* What the task requires
Give every entry again, exactly as it stands.

═══

//! Uniform blocks shared between Rust and WGSL.
//!
//! Layouts must match the structs declared in `src/shaders/*.wgsl` byte for
//! byte; every block is padded to a multiple of 16 bytes.

use bytemuck::{Pod, Zeroable};
use glam::Mat4;

use crate::kernels::ForceParams;

/// Uniforms for the velocity stage.
#[repr(C)]
#[derive(Debug, Copy, Clone, Pod, Zeroable)]
pub struct VelocityUniforms {
    pub time: f32,
    pub resolution: f32,
    pub stiffness: f32,
    pub damping: f32,
    pub max_speed: f32,
    pub jitter: f32,
    pub _padding: [f32; 2],
}

impl VelocityUniforms {
    pub fn new(time: f32, resolution: u32, params: &ForceParams) -> Self {
        Self {
            time,
            resolution: resolution as f32,
            stiffness: params.stiffness,
            damping: params.damping,
            max_speed: params.max_speed,
            jitter: params.jitter,
            _padding: [0.0; 2],
        }
    }
}

/// Uniforms for the position stage.
#[repr(C)]
#[derive(Debug, Copy, Clone, Pod, Zeroable)]
pub struct PositionUniforms {
    pub time: f32,
    pub resolution: f32,
    pub _padding: [f32; 2],
}

impl PositionUniforms {
    pub fn new(time: f32, resolution: u32) -> Self {
        Self {
            time,
            resolution: resolution as f32,
            _padding: [0.0; 2],
        }
    }
}

/// Uniforms for the point-sprite render pass.
#[repr(C)]
#[derive(Debug, Copy, Clone, Pod, Zeroable)]
pub struct RenderUniforms {
    pub view_proj: [[f32; 4]; 4],
    pub time: f32,
    pub point_size: f32,
    pub resolution: f32,
    pub _padding: f32,
}

impl RenderUniforms {
    pub fn new(view_proj: Mat4, time: f32, point_size: f32, resolution: u32) -> Self {
        Self {
            view_proj: view_proj.to_cols_array_2d(),
            time,
            point_size,
            resolution: resolution as f32,
            _padding: 0.0,
        }
    }
}

#[cfg(test)]
mod tests {
    use super::*;

    #[test]
    fn test_sizes_are_16_byte_multiples() {
        assert_eq!(std::mem::size_of::<VelocityUniforms>(), 32);
        assert_eq!(std::mem::size_of::<PositionUniforms>(), 16);
        assert_eq!(std::mem::size_of::<RenderUniforms>(), 80);
    }

    #[test]
    fn test_velocity_uniforms_carry_force_params() {
        let params = ForceParams::default().with_damping(0.5);
        let u = VelocityUniforms::new(1.0, 64, &params);
        assert_eq!(u.resolution, 64.0);
        assert_eq!(u.damping, 0.5);
        assert_eq!(u.stiffness, params.stiffness);
    }
}
//! Brightness grids derived from source images.
//!
//! Every target image is reduced to a small square grid before sampling.
//! Only the red channel is read, matching how the particle field treats
//! grayscale artwork: a white pixel is fully bright, a black pixel is empty.

use std::path::Path;

use image::imageops::{self, FilterType};
use image::DynamicImage;

use crate::error::SampleError;

/// Default grid resolution. `GRID_SIZE²` is also the particle count.
pub const GRID_SIZE: u32 = 64;

/// A square grid of normalized brightness values in `[0, 1]`.
///
/// Cells are addressed as `(x, y)` with `x` running left to right and `y`
/// top to bottom, the same orientation as the source image.
#[derive(Debug, Clone, PartialEq)]
pub struct LuminanceField {
    size: u32,
    values: Vec<f32>,
}

impl LuminanceField {
    /// Downsample a decoded image to `size × size` and read its red channel.
    ///
    /// # Panics
    ///
    /// Panics if `size` is zero.
    pub fn from_image(img: &DynamicImage, size: u32) -> Self {
        assert!(size > 0, "Luminance grid size must be non-zero");
        let rgba = img.to_rgba8();
        let small = imageops::resize(&rgba, size, size, FilterType::Triangle);

        let mut values = Vec::with_capacity((size * size) as usize);
        for y in 0..size {
            for x in 0..size {
                values.push(small.get_pixel(x, y)[0] as f32 / 255.0);
            }
        }

        Self { size, values }
    }

    /// Decode an encoded image (PNG, JPEG) held in memory.
    pub fn from_bytes(bytes: &[u8], size: u32) -> Result<Self, SampleError> {
        let img = image::load_from_memory(bytes)?;
        check_dimensions(&img)?;
        Ok(Self::from_image(&img, size))
    }

    /// Read and decode an image file.
    pub fn open<P: AsRef<Path>>(path: P, size: u32) -> Result<Self, SampleError> {
        let path = path.as_ref();
        let bytes = std::fs::read(path).map_err(|source| SampleError::Io {
            path: path.to_path_buf(),
            source,
        })?;
        let img = image::load_from_memory(&bytes).map_err(|source| SampleError::ImageDecode {
            path: path.to_path_buf(),
            source,
        })?;
        check_dimensions(&img)?;
        Ok(Self::from_image(&img, size))
    }

    /// Build a field from a function of cell coordinates.
    ///
    /// Values are clamped into `[0, 1]`. Mostly useful for synthetic targets.
    pub fn from_fn<F>(size: u32, f: F) -> Self
    where
        F: Fn(u32, u32) -> f32,
    {
        assert!(size > 0, "Luminance grid size must be non-zero");
        let mut values = Vec::with_capacity((size * size) as usize);
        for y in 0..size {
            for x in 0..size {
                values.push(f(x, y).clamp(0.0, 1.0));
            }
        }
        Self { size, values }
    }

    /// A field with the same brightness everywhere.
    pub fn uniform(size: u32, value: f32) -> Self {
        Self::from_fn(size, |_, _| value)
    }

    /// Grid resolution per axis.
    #[inline]
    pub fn size(&self) -> u32 {
        self.size
    }

    /// Brightness of cell `(x, y)`.
    #[inline]
    pub fn get(&self, x: u32, y: u32) -> f32 {
        self.values[(x + y * self.size) as usize]
    }

    /// Brightness at normalized coordinates `(u, v)`.
    ///
    /// The cell is `(floor(u·N), floor(v·N))`; no interpolation. Coordinates
    /// outside `[0, 1)` are clamped to the border cells.
    pub fn sample(&self, u: f32, v: f32) -> f32 {
        let max = self.size as i64 - 1;
        let x = ((u * self.size as f32).floor() as i64).clamp(0, max) as u32;
        let y = ((v * self.size as f32).floor() as i64).clamp(0, max) as u32;
        self.get(x, y)
    }

    /// Average brightness over the whole grid.
    pub fn mean(&self) -> f32 {
        self.values.iter().sum::<f32>() / self.values.len() as f32
    }
}

fn check_dimensions(img: &DynamicImage) -> Result<(), SampleError> {
    if img.width() == 0 || img.height() == 0 {
        return Err(SampleError::Empty {
            width: img.width(),
            height: img.height(),
        });
    }
    Ok(())
}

═══

* Written solution
//! Uniform blocks shared between Rust and WGSL.
//!
//! Layouts must match the structs declared in `src/shaders/*.wgsl` byte for
//! byte; every block is padded to a multiple of 16 bytes.

use bytemuck::{Pod, Zeroable};
use glam::Mat4;

use crate::kernels::ForceParams;

/// Uniforms for the velocity stage.
#[repr(C)]
#[derive(Debug, Copy, Clone, Pod, Zeroable)]
pub struct VelocityUniforms {
    pub time: f32,
    pub resolution: f32,
    pub stiffness: f32,
    pub damping: f32,
    pub max_speed: f32,
    pub jitter: f32,
    pub _padding: [f32; 2],
}

impl VelocityUniforms {
    pub fn new(time: f32, resolution: u32, params: &ForceParams) -> Self {
        Self {
            time,
            resolution: resolution as f32,
            stiffness: params.stiffness,
            damping: params.damping,
            max_speed: params.max_speed,
            jitter: params.jitter,
            _padding: [0.0; 2],
        }
    }
}

/// Uniforms for the position stage.
#[repr(C)]
#[derive(Debug, Copy, Clone, Pod, Zeroable)]
pub struct PositionUniforms {
    pub time: f32,
    pub resolution: f32,
    pub _padding: [f32; 2],
}

impl PositionUniforms {
    pub fn new(time: f32, resolution: u32) -> Self {
        Self {
            time,
            resolution: resolution as f32,
            _padding: [0.0; 2],
        }
    }
}

/// Uniforms for the point-sprite render pass.
#[repr(C)]
#[derive(Debug, Copy, Clone, Pod, Zeroable)]
pub struct RenderUniforms {
    pub view_proj: [[f32; 4]; 4],
    pub time: f32,
    pub point_size: f32,
    pub resolution: f32,
    pub _padding: f32,
}

impl RenderUniforms {
    pub fn new(view_proj: Mat4, time: f32, point_size: f32, resolution: u32) -> Self {
        Self {
            view_proj: view_proj.to_cols_array_2d(),
            time,
            point_size,
            resolution: resolution as f32,
            _padding: 0.0,
        }
    }
}

#[cfg(test)]
mod tests {
    use super::*;

    #[test]
    fn test_sizes_are_16_byte_multiples() {
        assert_eq!(std::mem::size_of::<VelocityUniforms>(), 32);
        assert_eq!(std::mem::size_of::<PositionUniforms>(), 16);
        assert_eq!(std::mem::size_of::<RenderUniforms>(), 80);
    }

    #[test]
    fn test_velocity_uniforms_carry_force_params() {
        let params = ForceParams::default().with_damping(0.5);
        let u = VelocityUniforms::new(1.0, 64, &params);
        assert_eq!(u.resolution, 64.0);
        assert_eq!(u.damping, 0.5);
        assert_eq!(u.stiffness, params.stiffness);
    }
}
//! Brightness grids derived from source images.
//!
//! Every target image is reduced to a small square grid before sampling.
//! Only the red channel is read, matching how the particle field treats
//! grayscale artwork: a white pixel is fully bright, a black pixel is empty.

use std::path::Path;

use image::imageops::{self, FilterType};
use image::DynamicImage;

use crate::error::SampleError;

/// Default grid resolution. `GRID_SIZE²` is also the particle count.
pub const GRID_SIZE: u32 = 64;

/// A square grid of normalized brightness values in `[0, 1]`.
///
/// Cells are addressed as `(x, y)` with `x` running left to right and `y`
/// top to bottom, the same orientation as the source image.
#[derive(Debug, Clone, PartialEq)]
pub struct LuminanceField {
    size: u32,
    values: Vec<f32>,
}

impl LuminanceField {
    /// Downsample a decoded image to `size × size` and read its red channel.
    ///
    /// # Panics
    ///
    /// Panics if `size` is zero.
    pub fn from_image(img: &DynamicImage, size: u32) -> Self {
        assert!(size > 0, "Luminance grid size must be non-zero");
        let rgba = img.to_rgba8();
        let small = imageops::resize(&rgba, size, size, FilterType::Triangle);

        let mut values = Vec::with_capacity((size * size) as usize);
        for y in 0..size {
            for x in 0..size {
                values.push(small.get_pixel(x, y)[0] as f32 / 255.0);
            }
        }

        Self { size, values }
    }

    /// Decode an encoded image (PNG, JPEG) held in memory.
    pub fn from_bytes(bytes: &[u8], size: u32) -> Result<Self, SampleError> {
        let img = image::load_from_memory(bytes)?;
        check_dimensions(&img)?;
        Ok(Self::from_image(&img, size))
    }

    /// Read and decode an image file.
    pub fn open<P: AsRef<Path>>(path: P, size: u32) -> Result<Self, SampleError> {
        let path = path.as_ref();
        let bytes = std::fs::read(path).map_err(|source| SampleError::Io {
            path: path.to_path_buf(),
            source,
        })?;
        let img = image::load_from_memory(&bytes).map_err(|source| SampleError::ImageDecode {
            path: path.to_path_buf(),
            source,
        })?;
        check_dimensions(&img)?;
        Ok(Self::from_image(&img, size))
    }

    /// Build a field from a function of cell coordinates.
    ///
    /// Values are clamped into `[0, 1]`. Mostly useful for synthetic targets.
    pub fn from_fn<F>(size: u32, f: F) -> Self
    where
        F: Fn(u32, u32) -> f32,
    {
        assert!(size > 0, "Luminance grid size must be non-zero");
        let mut values = Vec::with_capacity((size * size) as usize);
        for y in 0..size {
            for x in 0..size {
                values.push(f(x, y).clamp(0.0, 1.0));
            }
        }
        Self { size, values }
    }

    /// A field with the same brightness everywhere.
    pub fn uniform(size: u32, value: f32) -> Self {
        Self::from_fn(size, |_, _| value)
    }

    /// Grid resolution per axis.
    #[inline]
    pub fn size(&self) -> u32 {
        self.size
    }

    /// Brightness of cell `(x, y)`.
    #[inline]
    pub fn get(&self, x: u32, y: u32) -> f32 {
        self.values[(x + y * self.size) as usize]
    }

    /// Brightness at normalized coordinates `(u, v)`.
    ///
    /// The cell is `(floor(u·N), floor(v·N))`; no interpolation. Coordinates
    /// outside `[0, 1)` are clamped to the border cells.
    pub fn sample(&self, u: f32, v: f32) -> f32 {
        let max = self.size as i64 - 1;
        let x = ((u * self.size as f32).floor() as i64).clamp(0, max) as u32;
        let y = ((v * self.size as f32).floor() as i64).clamp(0, max) as u32;
        self.get(x, y)
    }

    /// Average brightness over the whole grid.
    pub fn mean(&self) -> f32 {
        self.values.iter().sum::<f32>() / self.values.len() as f32
    }
}

fn check_dimensions(img: &DynamicImage) -> Result<(), SampleError> {
    if img.width() == 0 || img.height() == 0 {
        return Err(SampleError::Empty {
            width: img.width(),
            height: img.height(),
        });
    }
    Ok(())
}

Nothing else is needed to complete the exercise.